The CMC has issued guidelines, urging the army to "deter, eliminate, and prevent corruption" for greater combat readiness.

This move, along with the uncommon leadership overhaul, has sparked widespread speculation over the implications, and the prospects of China's military.

According to China's official Xinhua news agency, Wang Houbin, the navy's former deputy commander, will become the PLARF's new head , while Xu Xisheng from the Southern Theater Command will become its new political commissar.

Lyle Morris, a senior fellow at the Asia Society Policy Institute's Center for China Analysis, told DW that it was "pretty rare" for Beijing to replace both top positions at once and appoint officials who "have very little experience in the rocket force itself."

"It's more of a political move than an operational move, a stopgap measure to fill the ranks with people that Xi trusts," he added.

The removal of PLARF's top leaders shares similarities with that of former Chinese Foreign Minister Qin Gang, who abruptly disappeared from public sight for almost a month before being replaced by his predecessor, Wang Yi.

Removal of Qin Gang from his post 'an extraordinary move'

Taylor Fravel, an expert on the PLA at Massachusetts Institute of Technology, told DW that both incidents highlight the fact that "leadership positions in the party remain precarious, even after more than 10 years of Xi's rule and consolidation of power."

"It suggests that events such as these are a feature of Xi's rule and not a bug," he added.

Has China's military strategy on Taiwan changed?

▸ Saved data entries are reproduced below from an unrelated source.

//! Microsoft Office Excel package helpers shared by .xlsx, .xlsm and .xlsb
use crate::error::MasterIndexError;
use crate::error::ResultMessage;
use crate::helpers::xml::XmlNodeHelper;
use crate::helpers::zip::ZipHelper;
use crate::match_xml_events;
use crate::spreadsheet::xlsb;
use crate::spreadsheet::xlsx;
use crate::spreadsheet::SpreadsheetError;
use quick_xml::events::Event;
use std::borrow::Cow;
use std::io::Read;
use std::io::Seek;
use zip::ZipArchive;

/// XML tag name for relationship elements in Excel files
const TAG_RELATIONSHIP: &[u8] = b"Relationship";

/// Relationship type suffix of the package's main document part
const OFFICE_DOCUMENT: &str = "/officeDocument";

/// Package root relationships
const ROOT_RELATIONSHIPS: &str = "_rels/.rels";

/// Main part used when the package carries no root relationships
const DEFAULT_WORKBOOK: &str = "xl/workbook.xml";

/// Lists the sheet names of an OOXML workbook package in workbook order
///
/// # Arguments
/// * `zip` - Opened package archive
///
/// # Returns
/// Sheet names, or an error when the workbook part is missing, corrupt or lists no sheets
pub(super) fn read_sheet_names<RS: Read + Seek>(zip: &mut ZipArchive<RS>) -> Result<Vec<String>, MasterIndexError> {
    let workbook = load_workbook_path(zip).with_prefix(ROOT_RELATIONSHIPS)?;
    let sheets = if workbook.to_ascii_lowercase().ends_with(".bin") {
        xlsb::load_sheet_names(zip, &workbook)
    } else {
        xlsx::load_sheet_names(zip, &workbook)
    }
    .with_prefix(&workbook)?;

    if sheets.is_empty() {
        Err(SpreadsheetError::SpreadsheetEmptyError)?
    }
    Ok(sheets)
}

/// Finds the workbook part through the package root relationships
fn load_workbook_path<RS: Read + Seek>(zip: &mut ZipArchive<RS>) -> Result<String, MasterIndexError> {
    let Some(mut reader) = zip.xml_reader(ROOT_RELATIONSHIPS)? else {
        return Ok(DEFAULT_WORKBOOK.to_owned());
    };
    let mut workbook = None;
    match_xml_events!(reader => {
        Event::Start(event) if event.local_name().as_ref() == TAG_RELATIONSHIP => {
            let kind = event.get_attribute_value("Type")?;
            if kind.map(|it| it.ends_with(OFFICE_DOCUMENT)).unwrap_or(false) {
                workbook = event.get_attribute_value("Target")?.map(to_zip_path);
                break;
            }
        }
    });
    Ok(workbook.unwrap_or_else(|| DEFAULT_WORKBOOK.to_owned()))
}

/// Normalizes a root relationship target into an archive entry name
pub(crate) fn to_zip_path(path: Cow<'_, str>) -> String {
    let path = path.trim_start_matches('/');
    path.strip_prefix("./").unwrap_or(path).to_owned()
}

The Rocket Force, responsible for China's fast-growing land-based nuclear deterrence and missile systems, has played a key role in live-fire drills that China has carried out around Taiwan.

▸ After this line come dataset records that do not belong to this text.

//! OLE Compound File Binary (CFB) reader for legacy Excel (.xls) format
//! and for password-protected OOXML packages, which are wrapped in a compound file.

use crate::error::MasterIndexError;
use crate::helpers::bytes::to_u16;
use crate::helpers::bytes::to_u64;
use crate::helpers::bytes::to_usize;
use crate::helpers::bytes::to_usize_iter;
use encoding_rs::UTF_16LE;
use std::collections::HashMap;
use std::io::Read;
use std::io::Seek;
use std::io::SeekFrom;
use std::ops::Range;
use thiserror::Error;

/// Leading bytes of every compound file.
pub(crate) const SIGNATURE: [u8; 8] = [0xD0, 0xCF, 0x11, 0xE0, 0xA1, 0xB1, 0x1A, 0xE1];

const MAX_REG_SECT: usize = 0xFFFFFFFB;
const HEADER_SIZE: usize = 512;
const DIRECTORY_ENTRY_SIZE: usize = 128;
const MINI_SECTOR_SIZE: usize = 64;
const MINI_STREAM_CUTOFF: usize = 4096;

/// Errors specific to Compound File Binary format parsing
#[derive(Error, Debug)]
pub enum CfbError {
    #[error("The file is corrupted or has an invalid CFB structure")]
    FileFormatError,

    #[error("Invalid OLE signature (not an office document?)")]
    OleSignatureError,

    #[error("Invalid Sector size '2 ^ {1}' for major version '{0}'")]
    SectorSizeError(u16, u16),

    #[error("The number of double indirect file allocation table error: expect '{0}', actual '{1}'")]
    DoubleIndirectFileAllocationTableError(usize, usize),

    #[error("The number of file allocation table error: expect '{0}', actual '{1}'")]
    FileAllocationTableError(usize, usize),

    #[error("Sector chain starting at '{0}' is broken or cyclic")]
    SectorChainError(usize),

    #[error("Empty Root directory")]
    RootDirectoryError,
}

/// Compound File Binary structure representing the entire OLE file
pub(crate) struct Cfb {
    /// Directory index mapping stream names to directory entries
    directories: HashMap<String, Directory>,
    file_allocation_table: Vec<usize>,
    sectors: Sectors,
    mini_file_allocation_table: Vec<usize>,
    /// Mini stream for small streams (64-byte sectors)
    mini_sectors: Sectors,
}

impl Cfb {
    /// Creates a new CFB structure by reading and parsing the entire file
    pub(crate) fn new<RS: Read + Seek>(reader: &mut RS) -> Result<Cfb, MasterIndexError> {
        let size = reader.seek(SeekFrom::End(0))?;
        if size < HEADER_SIZE as u64 {
            Err(CfbError::FileFormatError)?;
        }
        reader.seek(SeekFrom::Start(0))?;
        let mut data: Vec<u8> = vec![0u8; size as usize];
        reader.read_exact(&mut data)?;

        let header = Header::new(&data[..HEADER_SIZE])?;
        let sectors = Sectors { data, size: header.sector_size()? };
        let file_allocation_table = Self::load_file_allocation_table(&sectors, &header)?;
        let directories = Self::load_directories(&file_allocation_table, &sectors, header.directory_shift)?;
        let mini_file_allocation_table = Self::load_mini_file_allocation_table(&file_allocation_table, &sectors, &header)?;
        let mini_sectors = match directories.get("Root Entry") {
            Some(root) => Self::load_mini_sectors(&file_allocation_table, &sectors, root)?,
            None => Sectors { data: Vec::new(), size: MINI_SECTOR_SIZE },
        };

        Ok(Cfb {
            directories,
            file_allocation_table,
            sectors,
            mini_file_allocation_table,
            mini_sectors,
        })
    }

    /// Checks if a stream exists in the CFB structure
    pub(crate) fn exists(&self, name: &str) -> bool {
        self.directories.contains_key(name)
    }

    /// Reads the contents of a stream from the CFB structure
    pub(crate) fn read(&self, name: &str) -> Result<Option<Vec<u8>>, MasterIndexError> {
        if let Some(directory) = self.directories.get(name) {
            let mut bytes = if directory.count < MINI_STREAM_CUTOFF {
                Self::read_bytes(&self.mini_file_allocation_table, &self.mini_sectors, directory.index)?
            } else {
                Self::read_bytes(&self.file_allocation_table, &self.sectors, directory.index)?
            };
            if bytes.len() < directory.count {
                Err(CfbError::SectorChainError(directory.index))?
            }
            bytes.truncate(directory.count);
            Ok(Some(bytes))
        } else {
            Ok(None)
        }
    }

    /// Loads the file allocation table using the double indirect file allocation table
    fn load_file_allocation_table(sectors: &Sectors, header: &Header) -> Result<Vec<usize>, MasterIndexError> {
        let mut double_indirect_file_allocation_table = Vec::<usize>::new();
        double_indirect_file_allocation_table.extend(to_usize_iter(sectors.slice(76..HEADER_SIZE)));

        let mut count = 0usize;
        let mut index = header.double_indirect_file_allocation_table_shift;
        while index < MAX_REG_SECT {
            if count >= header.double_indirect_file_allocation_table_count {
                Err(CfbError::SectorChainError(header.double_indirect_file_allocation_table_shift))?
            }
            double_indirect_file_allocation_table.extend(to_usize_iter(sectors.get(index)?));
            index = double_indirect_file_allocation_table
                .pop()
                .ok_or(CfbError::FileFormatError)?;
            count += 1;
        }
        if count != header.double_indirect_file_allocation_table_count {
            Err(CfbError::DoubleIndirectFileAllocationTableError(header.double_indirect_file_allocation_table_count, count))?
        }

        let mut file_allocation_table: Vec<usize> = Vec::new();
        let mut count = 0usize;
        for index in double_indirect_file_allocation_table {
            if index < MAX_REG_SECT {
                file_allocation_table.extend(to_usize_iter(sectors.get(index)?));
                count += 1;
            }
        }
        if count != header.file_allocation_table_count {
            Err(CfbError::FileAllocationTableError(header.file_allocation_table_count, count))?
        }

        Ok(file_allocation_table)
    }

    /// Loads directory entries from the specified sector index
    fn load_directories(file_allocation_table: &[usize], sectors: &Sectors, index: usize) -> Result<HashMap<String, Directory>, MasterIndexError> {
        let bytes = Self::read_bytes(file_allocation_table, sectors, index)?;
        let directories: HashMap<String, Directory> = bytes
            .chunks_exact(DIRECTORY_ENTRY_SIZE)
            .map(Directory::new)
            .filter(|(name, _)| !name.is_empty())
            .collect();
        if directories.is_empty() {
            Err(CfbError::RootDirectoryError)?
        }
        Ok(directories)
    }

    /// Loads the mini file allocation table for small streams
    fn load_mini_file_allocation_table(file_allocation_table: &[usize], sectors: &Sectors, header: &Header) -> Result<Vec<usize>, MasterIndexError> {
        Ok(if header.mini_file_allocation_table_sector_count > 0 {
            let mini_file_allocation_table = Self::read_bytes(file_allocation_table, sectors, header.mini_file_allocation_table_sector_shift)?;
            to_usize_iter(&mini_file_allocation_table).collect()
        } else {
            Vec::new()
        })
    }

    /// Loads the mini stream, which is stored as the root entry's data
    fn load_mini_sectors(file_allocation_table: &[usize], sectors: &Sectors, root: &Directory) -> Result<Sectors, MasterIndexError> {
        let mut data = Self::read_bytes(file_allocation_table, sectors, root.index)?;
        data.truncate(root.count);
        // Mini sectors have no header, so shift the data by one sector for `Sectors::get`
        let mut shifted = vec![0u8; MINI_SECTOR_SIZE];
        shifted.extend(data);
        Ok(Sectors { data: shifted, size: MINI_SECTOR_SIZE })
    }

    /// Reads the complete content of a stream by following the allocation table chain
    fn read_bytes(file_allocation_table: &[usize], sectors: &Sectors, index: usize) -> Result<Vec<u8>, MasterIndexError> {
        let start = index;
        let mut content: Vec<u8> = Vec::new();
        let mut index = index;
        let mut steps = 0usize;
        while index < MAX_REG_SECT {
            if steps > file_allocation_table.len() {
                Err(CfbError::SectorChainError(start))?
            }
            content.extend(sectors.get(index)?);
            index = *file_allocation_table
                .get(index)
                .ok_or(CfbError::SectorChainError(start))?;
            steps += 1;
        }
        Ok(content)
    }
}

/// Container for all sectors in the CFB file; sector 0 starts right after the header
#[derive(Debug)]
struct Sectors {
    data: Vec<u8>,
    size: usize,
}

impl Sectors {
    /// Gets the data for the sector at the specified index
    fn get(&self, index: usize) -> Result<&[u8], CfbError> {
        let source = index
            .checked_add(1)
            .and_then(|next| next.checked_mul(self.size))
            .ok_or(CfbError::FileFormatError)?;
        if source >= self.data.len() {
            return Err(CfbError::SectorChainError(index));
        }
        let target = self.data.len().min(source + self.size);
        Ok(&self.data[source..target])
    }

    fn slice(&self, range: Range<usize>) -> &[u8] {
        &self.data[range]
    }
}

/// CFB file header structure
#[derive(Debug)]
struct Header {
    signature: u64,
    major_version: u16,
    sector_shift: u16,
    file_allocation_table_count: usize,
    directory_shift: usize,
    mini_file_allocation_table_sector_shift: usize,
    mini_file_allocation_table_sector_count: usize,
    double_indirect_file_allocation_table_shift: usize,
    double_indirect_file_allocation_table_count: usize,
}

impl Header {
    /// Parses the CFB header from the first 512 bytes of data
    fn new(data: &[u8]) -> Result<Self, MasterIndexError> {
        let header = Header {
            signature: to_u64(&data[0..8]),
            major_version: to_u16(&data[26..28]),
            sector_shift: to_u16(&data[30..32]),
            file_allocation_table_count: to_usize(&data[44..48]),
            directory_shift: to_usize(&data[48..52]),
            mini_file_allocation_table_sector_shift: to_usize(&data[60..64]),
            mini_file_allocation_table_sector_count: to_usize(&data[64..68]),
            double_indirect_file_allocation_table_shift: to_usize(&data[68..72]),
            double_indirect_file_allocation_table_count: to_usize(&data[72..76]),
        };

        if header.signature != u64::from_le_bytes(SIGNATURE) {
            Err(CfbError::OleSignatureError)?;
        }

        Ok(header)
    }

    /// Calculates the sector size based on major version and sector shift
    fn sector_size(&self) -> Result<usize, MasterIndexError> {
        if self.major_version == 3 && self.sector_shift == 0x0009 {
            Ok(512) // 2 ^ 9
        } else if self.major_version == 4 && self.sector_shift == 0x000C {
            // Version 4 pads the 512-byte header with zeroes up to a full sector
            Ok(4096) // 2 ^ 12
        } else {
            Err(CfbError::SectorSizeError(self.major_version, self.sector_shift))?
        }
    }
}

/// Directory entry representing a stream in the CFB structure
#[derive(Debug)]
struct Directory {
    index: usize,
    count: usize,
}

impl Directory {
    /// Creates a directory entry from raw bytes
    fn new(bytes: &[u8]) -> (String, Directory) {
        let size = (to_u16(&bytes[64..66]) as usize).min(64);
        let (name, _, _) = UTF_16LE.decode(&bytes[..size]);
        let name = match name.find('\0') {
            Some(position) => name[..position].to_owned(),
            None => name.to_string(),
        };

        let index = to_usize(&bytes[116..120]);
        let count = to_u64(&bytes[120..128]) as usize;
        (name, Directory { index, count })
    }
}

The selection of a new commander with strategic planning experience from his previous role as deputy chief of staff in China's navy is regarded by some military experts as evidence of Xi's heightened readiness for an invasion of Taiwan.

But Lin Ying-Yu, an assistant professor at Tamkang University in Taipei, told DW that "China's policy towards Taiwan is unlikely to have a significant change."

While Xi appears to "prioritize loyalty over expertise," the force's capabilities are unlikely to diminish solely due to leadership changes, Lin added, explaining that plans for developing the military were mostly pre-established five to 15 years in advance and would likely continue.

What deserved more attention, Lin said, was whether Beijing had made real attempts to tackle the corruption in equipment procurement.

Chinese President Xi Jinping
Chinese President Xi Jinping has made tackling corruption a centerpiece of his decade-long ruleImage: Li Gang/Xinhua/AP/picture alliance

Speculation surges over the reshuffle 

Last month, the CMC called for the establishment of an "early warning mechanism for integrity risks in the military" to investigate cases of corruption dating back nearly six years.

Since the Chinese government has not officially clarified the reasons for the leadership reshuffle, some have speculated that military secrets might have been divulged.

In October, a comprehensive report on the organization of PLARF was released by the China Aerospace Studies Institute, a US Air Force think tank, that raised suspicions of a potential leak in the Chinese military.

But observers have argued that Xi can use any reason to remove political dissidents and consolidate power.

Gao Yu, a senior Chinese journalist and dissident, told DW that the upheaval in PLARF "can include issues of power struggles." She added that the death of Wu Guohua, a retired PLARF deputy commander, was probably linked to the Communist Party's latest attempt to remove critics. 

In early July, Wu's death was reported in the Chinese media as being the result of "medical issues." However, Gao posted on Twitter, that Wu's former boss Zhang Xiaoyang had revealed that he had committed suicide at home.

A user claiming to be Wu's daughter posted a message on the Chinese social media platform Weibo and attempted to defend her father's reputation by praising him for "punishing the traitors" during his tenure.

With the leadership shrouded in mystery, once again, "the standing among the services in the PLA might take a reputational hit," predicted Morris.